Sad feeling of "Déjà-vu"

  Pour la troisième fois en un an, les Anglais ont su l'emporter, au moment où ça comptait vraiment.
Après nous avoir privé de Grand Chelem et de finale de coupe du monde, c'est la douloureuse récidive. Une fois de plus on rentre chez nous penauds, ramassés par le sweet chariot du XV de la rose.

 Le match a commencé à tout allure, avec une entame en mode bis repetita: un essai à l'effet assomant à la cinquième minute.

 Grâce à un nombre délirant surprenant de pénalités et de fautes concédées par les coqs, Wilkinson assure le good job et met en marche la machine à points.

 Puis vient le temps de la première mélée, secteur critique du XV face à l'Irlande... Bis repetita vous dis-je... Le pilier droit flanche une fois, deux fois et c'est la pénalité. Tout les efforts de D. Szarzerwki n'y feront rien, la mélée française est en crise. 

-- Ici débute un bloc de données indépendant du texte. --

pub mod constants;
pub mod error;
pub mod fsm;
pub mod types;

pub use constants::*;
pub use error::{ErrorKind, EscrowError};
pub use fsm::{validate_transition, Deal, DealStatus};
pub use types::*;
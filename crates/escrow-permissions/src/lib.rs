use escrow_core::{ChannelAdmin, ChannelId, EscrowError, Role, UserId};
use escrow_messaging::MessagingClient;
use escrow_store::Store;
use serde::{Deserialize, Serialize};
use tracing::{debug, info};

/// Deal-mutating actions gated by the role lattice (spec §4.5).
#[derive(Debug, Clone, Copy, PartialEq, Eq, Serialize, Deserialize)]
#[serde(rename_all = "snake_case")]
pub enum Action {
    AcceptDeal,
    PostAd,
    ReleaseEscrow,
}

impl Action {
    fn minimum_role(&self) -> Role {
        match self {
            Action::AcceptDeal => Role::Manager,
            Action::PostAd => Role::Poster,
            Action::ReleaseEscrow => Role::Manager,
        }
    }

    fn name(&self) -> &'static str {
        match self {
            Action::AcceptDeal => "accept_deal",
            Action::PostAd => "post_ad",
            Action::ReleaseEscrow => "release_escrow",
        }
    }
}

#[derive(Debug, Clone)]
pub struct CheckResult {
    pub allowed: bool,
    pub role: Option<Role>,
    pub reason: Option<String>,
}

/// Role resolution for (user, channel) pairs, backed by the `channel_admins`
/// table. Grounded on the teacher's validator-registry shape: a thin
/// read/write wrapper over the store rather than its own in-memory cache,
/// since admin rights must reflect the latest persisted verification.
pub struct Permissions<'a> {
    store: &'a Store,
}

impl<'a> Permissions<'a> {
    pub fn new(store: &'a Store) -> Self {
        Self { store }
    }

    /// `Check(user, channel, action)` — spec §4.5.
    pub fn check(&self, user_id: UserId, channel_id: ChannelId, action: Action) -> Result<CheckResult, EscrowError> {
        let admin = self.store.role_of(channel_id, user_id)?;
        let Some(role) = admin else {
            return Ok(CheckResult {
                allowed: false,
                role: None,
                reason: Some("NOT_AN_ADMIN".into()),
            });
        };

        let allowed = role >= action.minimum_role();
        Ok(CheckResult {
            allowed,
            role: Some(role),
            reason: if allowed {
                None
            } else {
                Some(format!("role {role} cannot perform {}", action.name()))
            },
        })
    }

    /// Require `action`, mapping a denial to [`EscrowError::Forbidden`] /
    /// [`EscrowError::NotAnAdmin`] for callers that want a `?`-propagatable result.
    pub fn require(&self, user_id: UserId, channel_id: ChannelId, action: Action) -> Result<Role, EscrowError> {
        let result = self.check(user_id, channel_id, action)?;
        match result.role {
            None => Err(EscrowError::NotAnAdmin {
                user: user_id,
                channel: channel_id,
            }),
            Some(role) if result.allowed => Ok(role),
            Some(role) => Err(EscrowError::Forbidden {
                role: role.to_string(),
                action: action.name().to_string(),
            }),
        }
    }

    /// `ReVerify(user, channel)` — re-checks platform admin rights and either
    /// updates the persisted role or deletes the row entirely if rights were
    /// revoked (I6).
    pub async fn re_verify(
        &self,
        messaging: &dyn MessagingClient,
        user_id: UserId,
        channel_id: ChannelId,
        platform_user_id: i64,
        channel_handle: &str,
    ) -> Result<Option<Role>, EscrowError> {
        let rights = messaging
            .verify_user_on_channel(platform_user_id, channel_handle)
            .await
            .map_err(|e| EscrowError::Messaging(e.to_string()))?;

        if !rights.is_admin {
            info!(user_id, channel_id, "admin rights revoked on re-verify, removing row");
            self.store.delete_channel_admin(channel_id, user_id)?;
            return Ok(None);
        }

        let role = Role::from_platform_flags(rights.can_manage, rights.can_post);
        debug!(user_id, channel_id, %role, "re-verified admin role");
        self.store.put_channel_admin(&ChannelAdmin {
            channel_id,
            user_id,
            role,
            last_verified: chrono::Utc::now(),
        })?;
        Ok(Some(role))
    }
}
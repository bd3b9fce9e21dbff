use async_trait::async_trait;
use chrono::{DateTime, Utc};

use crate::error::ChainError;

#[derive(Debug, Clone, Copy, PartialEq, Eq)]
pub enum WalletVersion {
    V4R2,
}

#[derive(Debug, Clone)]
pub struct CreatedWallet {
    pub address: String,
    pub encrypted_mnemonic: String,
    pub version: WalletVersion,
}

#[derive(Debug, Clone)]
pub struct Transfer {
    pub tx_hash: String,
    pub logical_time: u64,
    pub timestamp: DateTime<Utc>,
    pub amount: f64,
    pub source: String,
    pub destination: String,
    pub comment: Option<String>,
}

#[derive(Debug, Clone)]
pub struct SentTransfer {
    pub tx_hash: String,
}

/// Semantic interface to the blockchain. Amounts crossing this boundary are
/// always decimal whole units — the minimal-unit wire format is the concern
/// of the concrete implementation, never of callers.
#[async_trait]
pub trait ChainClient: Send + Sync {
    /// Generate a fresh mnemonic, derive the wallet, encrypt the mnemonic
    /// exactly once, and return it alongside the user-facing address.
    async fn create_wallet(&self) -> Result<CreatedWallet, ChainError>;

    /// Current balance of `address`, in decimal whole units.
    async fn get_balance(&self, address: &str) -> Result<f64, ChainError>;

    /// Recent incoming transfers to `address`, newest first, capped at `limit`.
    async fn list_incoming(&self, address: &str, limit: usize) -> Result<Vec<Transfer>, ChainError>;

    /// Decrypt `encrypted_mnemonic`, sign, and broadcast a transfer of
    /// `amount` whole units to `to` with an optional comment.
    async fn send(
        &self,
        encrypted_mnemonic: &str,
        to: &str,
        amount: f64,
        comment: Option<&str>,
    ) -> Result<SentTransfer, ChainError>;
}
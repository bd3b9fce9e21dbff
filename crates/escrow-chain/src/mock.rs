use std::collections::HashMap;
use std::sync::Mutex;

use async_trait::async_trait;
use chrono::Utc;
use rand::Rng;

use escrow_crypto::{decrypt, encrypt, EscrowKey};

use crate::client::{ChainClient, CreatedWallet, SentTransfer, Transfer, WalletVersion};
use crate::error::ChainError;

const FEE_RESERVE: f64 = 0.05;

struct WalletState {
    mnemonic: String,
    balance: f64,
    incoming: Vec<Transfer>,
    deployed: bool,
}

/// In-memory `ChainClient` used by tests and local development. Never
/// touches a real network; deposits are injected via [`MockChainClient::credit`]
/// to drive deterministic scenarios (spec §8).
pub struct MockChainClient {
    key: EscrowKey,
    wallets: Mutex<HashMap<String, WalletState>>,
}

impl MockChainClient {
    pub fn new(key: EscrowKey) -> Self {
        Self {
            key,
            wallets: Mutex::new(HashMap::new()),
        }
    }

    fn random_mnemonic() -> String {
        const WORDS: &[&str] = &[
            "topic", "buzz", "sunny", "fabric", "weasel", "orbit", "tiger", "panel", "custom",
            "glow", "ridge", "humor", "acid", "brisk", "cedar", "drift", "ember", "flock",
            "grove", "husk", "ivory", "joust", "knoll", "lilac",
        ];
        let mut rng = rand::thread_rng();
        (0..24)
            .map(|_| WORDS[rng.gen_range(0..WORDS.len())])
            .collect::<Vec<_>>()
            .join(" ")
    }

    fn random_address() -> String {
        let mut rng = rand::thread_rng();
        let suffix: String = (0..46)
            .map(|_| {
                let n = rng.gen_range(0..36);
                std::char::from_digit(n, 36).unwrap()
            })
            .collect();
        format!("EQ{}", suffix)
    }

    /// Test/dev hook: credit `address` with an incoming transfer as if it had
    /// arrived on-chain. Also bumps the cached balance so `get_balance`
    /// reflects it without a separate chain round-trip.
    pub fn credit(&self, address: &str, transfer: Transfer) {
        let mut wallets = self.wallets.lock().expect("mock chain lock poisoned");
        if let Some(w) = wallets.get_mut(address) {
            w.balance += transfer.amount;
            w.incoming.insert(0, transfer);
        }
    }
}

#[async_trait]
impl ChainClient for MockChainClient {
    async fn create_wallet(&self) -> Result<CreatedWallet, ChainError> {
        let mnemonic = Self::random_mnemonic();
        let address = Self::random_address();
        let encrypted_mnemonic = encrypt(&self.key, &mnemonic);

        let mut wallets = self.wallets.lock().expect("mock chain lock poisoned");
        wallets.insert(
            address.clone(),
            WalletState {
                mnemonic,
                balance: 0.0,
                incoming: Vec::new(),
                deployed: false,
            },
        );

        Ok(CreatedWallet {
            address,
            encrypted_mnemonic,
            version: WalletVersion::V4R2,
        })
    }

    async fn get_balance(&self, address: &str) -> Result<f64, ChainError> {
        let wallets = self.wallets.lock().expect("mock chain lock poisoned");
        wallets
            .get(address)
            .map(|w| w.balance)
            .ok_or_else(|| ChainError::InvalidAddress(address.to_string()))
    }

    async fn list_incoming(&self, address: &str, limit: usize) -> Result<Vec<Transfer>, ChainError> {
        let wallets = self.wallets.lock().expect("mock chain lock poisoned");
        let w = wallets
            .get(address)
            .ok_or_else(|| ChainError::InvalidAddress(address.to_string()))?;
        Ok(w.incoming.iter().take(limit).cloned().collect())
    }

    async fn send(
        &self,
        encrypted_mnemonic: &str,
        to: &str,
        amount: f64,
        comment: Option<&str>,
    ) -> Result<SentTransfer, ChainError> {
        if amount <= FEE_RESERVE {
            return Err(ChainError::InsufficientForFee(amount));
        }
        decrypt(&self.key, encrypted_mnemonic).map_err(|e| ChainError::Rpc(e.to_string()))?;

        // `amount` is the net transfer the caller wants delivered; the fee
        // reserve is withheld from the sender's balance here, not re-derived
        // from it, so callers that already reserved a fee don't pay it twice.
        let mut wallets = self.wallets.lock().expect("mock chain lock poisoned");
        let from_address = wallets
            .iter()
            .find(|(_, w)| w.mnemonic.len() > 0 && w.balance >= amount + FEE_RESERVE)
            .map(|(addr, _)| addr.clone());

        let Some(from_address) = from_address else {
            return Err(ChainError::UndeployedWallet);
        };

        if let Some(w) = wallets.get_mut(&from_address) {
            w.balance -= amount;
            w.deployed = true;
        }

        let tx_hash = format!("{:x}", rand::thread_rng().gen::<u128>());
        wallets.entry(to.to_string()).or_insert_with(|| WalletState {
            mnemonic: String::new(),
            balance: 0.0,
            incoming: Vec::new(),
            deployed: true,
        });
        if let Some(w) = wallets.get_mut(to) {
            w.balance += amount;
            w.incoming.insert(
                0,
                Transfer {
                    tx_hash: tx_hash.clone(),
                    logical_time: 0,
                    timestamp: Utc::now(),
                    amount,
                    source: from_address,
                    destination: to.to_string(),
                    comment: comment.map(|s| s.to_string()),
                },
            );
        }

        Ok(SentTransfer { tx_hash })
    }
}
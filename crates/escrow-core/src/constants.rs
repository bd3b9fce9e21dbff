//! ─── Escrow Coordinator Constants ───────────────────────────────────────────
//!
//! Figures governing fee withholding, deposit tolerance, funded threshold,
//! and the Scheduler/Notifier timing windows. Centralized so every crate
//! reads the same numbers instead of re-deriving them.

/// Fee reserve withheld from every outbound Release/Refund, in whole chain units.
pub const FEE_RESERVE_WHOLE_UNITS: f64 = 0.05;

/// Deposit shortfall tolerated versus the expected escrow amount (1%).
pub const DEPOSIT_SHORTFALL_TOLERANCE: f64 = 0.01;

/// A deal is considered funded once current balance reaches this fraction of expected.
pub const FUNDED_THRESHOLD_RATIO: f64 = 0.99;

/// Interval between Scheduler post-ticks (seconds).
pub const POST_TICK_INTERVAL_SECS: u64 = 60;

/// Interval between Scheduler verify-ticks (seconds).
pub const VERIFY_TICK_INTERVAL_SECS: u64 = 300;

/// Notifier per-(deal_id, event) cooldown window (seconds).
pub const NOTIFICATION_COOLDOWN_SECS: i64 = 60;

/// Default hold period applied to a newly scheduled post, in hours.
pub const DEFAULT_HOLD_HOURS: u32 = 24;

/// Bounded timeout recommended for any outbound RPC call (seconds).
pub const RPC_TIMEOUT_SECS: u64 = 30;

/// Grace period given to an in-flight Scheduler tick during shutdown (seconds).
pub const SHUTDOWN_GRACE_SECS: u64 = 5;

/// Default HTTP bind port.
pub const DEFAULT_PORT: u16 = 8000;
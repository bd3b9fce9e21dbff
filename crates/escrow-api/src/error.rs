use axum::http::StatusCode;
use axum::response::{IntoResponse, Response};
use axum::Json;
use escrow_core::{ErrorKind, EscrowError};
use serde_json::json;

/// Wraps [`EscrowError`] so every handler can return it directly via `?` and
/// get the right status code and `{success: false, ...}` body for free.
pub struct ApiError(pub EscrowError);

impl From<EscrowError> for ApiError {
    fn from(e: EscrowError) -> Self {
        ApiError(e)
    }
}

impl IntoResponse for ApiError {
    fn into_response(self) -> Response {
        if let EscrowError::InvalidTransition { from, to: _, allowed } = &self.0 {
            let body = json!({
                "success": false,
                "error": self.0.to_string(),
                "current_status": from.to_string(),
                "allowed_transitions": allowed.iter().map(|s| s.to_string()).collect::<Vec<_>>(),
            });
            return (StatusCode::BAD_REQUEST, Json(body)).into_response();
        }

        let status = match self.0.kind() {
            ErrorKind::Validation => StatusCode::BAD_REQUEST,
            ErrorKind::NotFound => StatusCode::NOT_FOUND,
            ErrorKind::Forbidden => StatusCode::FORBIDDEN,
            ErrorKind::Conflict => StatusCode::CONFLICT,
            ErrorKind::External => StatusCode::BAD_GATEWAY,
            ErrorKind::Config | ErrorKind::Fatal => StatusCode::INTERNAL_SERVER_ERROR,
        };
        let body = json!({ "success": false, "error": self.0.to_string() });
        (status, Json(body)).into_response()
    }
}

pub type ApiResult<T> = Result<T, ApiError>;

 On se rassure alors avec un essai marqué par l'effort qui aurait pu être un déclencheur, s'il avait été confirmé par une transformation. Mais le XV de France souffre de l'absence de butteur "régulier" et Damien Traille ne transforme pas celle là.

Pour compenser on veut alors lancer la botte secrète et ses fameuses chaussures oranges. Oui mais voilà, les nouvelles circulent vite et les Anglais n'ont pas l'intention de laisser courir qui que ce soit. C'est bien simple, la pelouse du Stade de France semble faire 10 mêtres de moins près de chaque touche. Il n'y a plus d'extérieur, plus de couloir, plus d'aile, plus de terrain d'expression, plus rien. La piste d'envole est tout bonnement fermée: ce soir les jets resteront au garage. Le temps d'assimiler cette nouvelle information, le mal est fait, le latin est perdu, le jeu se vérouille et c'est déjà la mi-temps.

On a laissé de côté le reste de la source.